▶ Task details:
Below is a set of records. Repeat all of them exactly.
═════ Input for this task ═════
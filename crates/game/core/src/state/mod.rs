//! Combatant state owned by the encounter controller.
//!
//! Player and opponent are two explicit variants sharing the [`Combatant`]
//! view. Resolvers read them through shared references and never mutate
//! them; the controller applies outcome patches.
mod opponent;
mod player;

pub use opponent::{OpponentRole, OpponentState};
pub use player::{Attributes, EquipSlot, Inventory, ItemState, PlayerState};

use crate::ledger::{BuffLedger, StatusLedger};

/// Read access shared by both sides of an encounter.
pub trait Combatant {
    /// Display name used in log lines.
    fn label(&self) -> &str;

    fn hp(&self) -> u32;

    fn shield(&self) -> u32 {
        0
    }

    fn statuses(&self) -> &StatusLedger;

    fn buffs(&self) -> &BuffLedger;

    fn is_alive(&self) -> bool {
        self.hp() > 0
    }

    /// True while stunned or frozen.
    fn is_action_blocked(&self) -> bool {
        self.statuses().is_action_blocked()
    }
}
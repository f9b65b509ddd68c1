//! Command-line host for auto-piloted encounters.
//!
//! The binary is the composition root: it reads [`ClientConfig`] from the
//! environment, installs logging, loads content, builds the runtime and runs
//! one [`Session`].

pub mod config;
pub mod logging;
mod session;

pub use config::ClientConfig;
pub use session::{Session, verdict};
═════
▶ Exercise solution:
filename crates/game/core/src/state/mod.rs
//! Combatant state owned by the encounter controller.
//!
//! Player and opponent are two explicit variants sharing the [`Combatant`]
//! view. Resolvers read them through shared references and never mutate
//! them; the controller applies outcome patches.
mod opponent;
mod player;

pub use opponent::{OpponentRole, OpponentState};
pub use player::{Attributes, EquipSlot, Inventory, ItemState, PlayerState};

use crate::ledger::{BuffLedger, StatusLedger};

/// Read access shared by both sides of an encounter.
pub trait Combatant {
    /// Display name used in log lines.
    fn label(&self) -> &str;

    fn hp(&self) -> u32;

    fn shield(&self) -> u32 {
        0
    }

    fn statuses(&self) -> &StatusLedger;

    fn buffs(&self) -> &BuffLedger;

    fn is_alive(&self) -> bool {
        self.hp() > 0
    }

    /// True while stunned or frozen.
    fn is_action_blocked(&self) -> bool {
        self.statuses().is_action_blocked()
    }
}
repository f9b65b509ddd68c1
//! Command-line host for auto-piloted encounters.
//!
//! The binary is the composition root: it reads [`ClientConfig`] from the
//! environment, installs logging, loads content, builds the runtime and runs
//! one [`Session`].

pub mod config;
pub mod logging;
mod session;

pub use config::ClientConfig;
pub use session::{Session, verdict};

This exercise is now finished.